楚淵聞言眼前發黑,難道這玩意在西南府需要人手一隻?他倒也不是怕,隻是自從小時候被面前這人用蜘蛛嚇過一次之後,就留下了些揮之不去的陰影。在御書房內看到尋常的小紅蛛都要派人弄出去,更何況是如此碩大一隻。偏偏段白月一直拿這玩意當寵物養,總不能讓他丟掉,最後隻能說好,平時務必關在盒子裡頭,死都不準放出來。
“沒事吧?”段白月在他面前晃晃手,“怎麼不說話了?”難道嚇傻了。
楚淵道:“四喜!四喜!四喜!”
段白月:“……”
“皇上。”四喜上氣不接下氣跑進屋,心想莫非又要請王爺出去。
“將這房中所有東西都換一遍。”楚淵退出門,“還有,打幾桶熱水來,伺候王爺沐浴更衣。”
段瑤聞訊小跑過來,高高興興將段白月所有的蟲都搜刮一空,抱回自己房中養著,臨走不忘向嫂子保證,一定不會還給他哥。
“師父!”段瑤敲門。
南摩邪正坐在床上調息,看上去臉色有些憔悴。聽到小徒弟的聲音,便強行運氣站起來,打著呵欠開門:“又怎麼了?”
“喏,你的蟲。”段瑤伸手遞過來,“剛跑到了嫂子房中,哥哥說了,讓師父以後收好,否則就要梳頭。”
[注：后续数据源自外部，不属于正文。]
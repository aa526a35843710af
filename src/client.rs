use std::sync::Arc;

use serde::Serialize;
use serde_json::Value;

use crate::error::GithubToolsError;

/// Authenticated GitHub REST client shared read-only by every operation.
#[derive(Clone)]
pub struct GithubClient {
    github: Arc<octocrab::Octocrab>,
}

impl GithubClient {
    pub fn new(github: octocrab::Octocrab) -> Self {
        Self {
            github: Arc::new(github),
        }
    }

    pub async fn get<P: Serialize>(
        &self,
        route: &str,
        params: Option<&P>,
    ) -> Result<Value, GithubToolsError> {
        tracing::debug!(route, "GET");
        self.github.get(route, params).await.map_err(remote_failure)
    }

    pub async fn put(&self, route: &str, body: &Value) -> Result<Value, GithubToolsError> {
        tracing::debug!(route, "PUT");
        self.github.put(route, Some(body)).await.map_err(remote_failure)
    }

    pub async fn post(&self, route: &str, body: &Value) -> Result<Value, GithubToolsError> {
        tracing::debug!(route, "POST");
        self.github.post(route, Some(body)).await.map_err(remote_failure)
    }

    pub async fn delete(&self, route: &str, body: &Value) -> Result<Value, GithubToolsError> {
        tracing::debug!(route, "DELETE");
        self.github
            .delete(route, Some(body))
            .await
            .map_err(remote_failure)
    }
}

fn remote_failure(e: octocrab::Error) -> GithubToolsError {
    let err = GithubToolsError::GitHub(e);
    tracing::warn!(error = %err, "GitHub request failed");
    err
}

/// Validate that a GitHub owner/repo name doesn't contain characters that
/// could be used for URL injection in API routes.
pub fn sanitize_github_name(name: &str, field: &str) -> Result<(), GithubToolsError> {
    if name.is_empty() {
        return Err(GithubToolsError::InvalidParam(format!(
            "{} must not be empty",
            field
        )));
    }
    for ch in ['/', '?', '#', '%', '\0', ' ', '\n', '\t'] {
        if name.contains(ch) {
            return Err(GithubToolsError::InvalidParam(format!(
                "{} contains invalid character '{}'",
                field, ch
            )));
        }
    }
    Ok(())
}

/// Validate a branch name or file path. Other characters are made safe by
/// [`encode_segments`]; empty segments and `..` would change the route.
pub fn sanitize_url_value(value: &str, field: &str) -> Result<(), GithubToolsError> {
    if value.is_empty() {
        return Err(GithubToolsError::InvalidParam(format!(
            "{} must not be empty",
            field
        )));
    }
    if value.split('/').any(|seg| seg.is_empty() || seg == "..") {
        return Err(GithubToolsError::InvalidParam(format!(
            "{} contains an empty or '..' path segment",
            field
        )));
    }
    Ok(())
}

/// Percent-encode each segment of a slash-separated value, keeping the slashes.
pub fn encode_segments(value: &str) -> String {
    value
        .split('/')
        .map(|seg| urlencoding::encode(seg).into_owned())
        .collect::<Vec<_>>()
        .join("/")
}

/// `/repos/{owner}/{repo}` after validating both names.
pub fn repo_route(owner: &str, repo: &str) -> Result<String, GithubToolsError> {
    sanitize_github_name(owner, "owner")?;
    sanitize_github_name(repo, "repo")?;
    Ok(format!("/repos/{}/{}", owner, repo))
}

#[cfg(test)]
mod tests {
    use super::*;

    #[test]
    fn test_sanitize_github_name_valid() {
        assert!(sanitize_github_name("my-org", "owner").is_ok());
        assert!(sanitize_github_name("user_name", "owner").is_ok());
        assert!(sanitize_github_name("repo.name", "repo").is_ok());
    }

    #[test]
    fn test_sanitize_github_name_rejects() {
        assert!(sanitize_github_name("", "owner").is_err());
        assert!(sanitize_github_name("owner/repo", "owner").is_err());
        assert!(sanitize_github_name("owner?evil=1", "owner").is_err());
        assert!(sanitize_github_name("my repo", "repo").is_err());
    }

    #[test]
    fn test_sanitize_url_value_allows_slashes() {
        assert!(sanitize_url_value("feature/my-branch", "branch").is_ok());
        assert!(sanitize_url_value("src/lib/utils.rs", "path").is_ok());
        assert!(sanitize_url_value("docs/My File.md", "path").is_ok());
        assert!(sanitize_url_value("notes#1.md", "path").is_ok());
        assert!(sanitize_url_value("what?.md", "path").is_ok());
        assert!(sanitize_url_value("tab\there.txt", "path").is_ok());
    }

    #[test]
    fn test_sanitize_url_value_rejects() {
        assert!(sanitize_url_value("", "branch").is_err());
        assert!(sanitize_url_value("../secrets", "path").is_err());
        assert!(sanitize_url_value("src//main.rs", "path").is_err());
        assert!(sanitize_url_value("/abs", "path").is_err());
    }

    #[test]
    fn test_encode_segments() {
        assert_eq!(encode_segments("src/main.rs"), "src/main.rs");
        assert_eq!(encode_segments("docs/My File.md"), "docs/My%20File.md");
        assert_eq!(encode_segments("feature/a&b"), "feature/a%26b");
        assert_eq!(encode_segments("notes#1.md"), "notes%231.md");
        assert_eq!(encode_segments("what?.md"), "what%3F.md");
        assert_eq!(encode_segments("docs/café.md"), "docs/caf%C3%A9.md");
    }

    #[test]
    fn test_repo_route() {
        assert_eq!(repo_route("o", "r").unwrap(), "/repos/o/r");
        assert!(matches!(
            repo_route("o", "r/../x"),
            Err(GithubToolsError::InvalidParam(_))
        ));
    }
}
“你留著吧。”南摩邪擺擺手,“這玩意劇毒,以後看好些,別嚇到皇上。”
“真的送我了?”段瑤驚喜,為何最近運氣這麼好,每天都有人送胖蟲。
南摩邪摸摸他的腦袋,笑道:“回去吧。”
段瑤答應一聲,捏著蜘蛛去睡覺。南摩邪關上屋門,自己倒出一粒藥丸吃下,頂著一頭鳥窩蹲在地上嘆氣,若是這陣死了,就得被埋在這鳥不拉屎的海島上,吃不到喜酒,下回再醒也不知是何時,想一想便很愁苦。
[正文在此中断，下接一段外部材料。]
//! GitHub operations. Each function performs one REST call (branch creation
//! takes up to three) against the shared [`GithubClient`] and shapes the
//! response. Argument structs double as the tools' JSON schemas.

pub mod branches;
pub mod commits;
pub mod contents;
pub mod pulls;
pub mod repos;
pub mod user;

use serde_json::Value;

use crate::error::GithubToolsError;

pub use branches::{
    compare_branches, create_branch, get_branch, list_branches, BranchComparison,
    BranchParams, CompareParams, CreateBranchParams,
};
pub use commits::{get_latest_commit, LatestCommit, LatestCommitParams};
pub use contents::{
    create_commit, delete_file, get_file, list_repo_contents, update_file, CommitParams,
    ContentEntry, DeleteFileParams, FileContent, GetFileParams, ListContentsParams,
    UpdateFileParams,
};
pub use pulls::{
    create_pull_request, get_pull_requests, CreatePullRequestParams, PullRequestsParams,
    PullState,
};
pub use repos::{get_repo, list_repos, RepoParams};
pub use user::{get_user_info, list_following};

pub(crate) fn default_branch() -> String {
    "main".to_string()
}

/// Required string field of a GitHub payload.
pub(crate) fn str_field(value: &Value, key: &str) -> Result<String, GithubToolsError> {
    value
        .get(key)
        .and_then(Value::as_str)
        .map(String::from)
        .ok_or_else(|| GithubToolsError::UnexpectedResponse(format!("missing field '{}'", key)))
}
段白月足足洗了三次澡,又在一桶香噴噴的水中跑了一炷香的時間,方才被四喜放出來。躺在床上精疲力竭道:“我總算是找到了些當皇後的感覺。”
楚淵一個沒忍住,笑了能有大半天。
段白月敞開懷抱:“來聞聞?還挺香。”
楚淵靠在他胸前,找了個最舒服的姿勢:“睡吧。”
段白月單手在他背上輕拍,沒幾下就停了下來。楚淵納悶,抬頭湊近看了看,見他已經呼呼睡著,於是又一個人悶笑,平日裡打仗巡查回來都要鬧一陣子才肯睡,今日被人伺候著多洗了幾遍澡,看起來倒是累得夠嗆。
也就這點出息了啊。
楚淵感慨,摸摸他的側臉。
段白月握住他的手,迷迷糊糊道:“怎麼了?”
“沒什麼。”楚淵下巴抵在他胸口,“回王城之後,我一定給你弄一個鑲金嵌玉的大宮殿,天天什麼都不用做,睡醒了便用燕窩漱口,再帶著宮女太監御林軍,去正陽街上欺男霸女橫著走。”
段白月嘴角一彎,也懶得睜眼睛,手臂一攬將他揉進懷裡:“睡覺了,小傻子。”
楚淵把頭埋在他胸前,自己也笑:“嗯。”
第二天一早,眾人才剛用罷早飯,便有前方的探子來報,說是黑霧中像是又有敵軍來襲。
“皇上!”卓雲鶴也急急前來,“又是上回那艘大船,隻是這次後頭像是還跟了不少人馬。”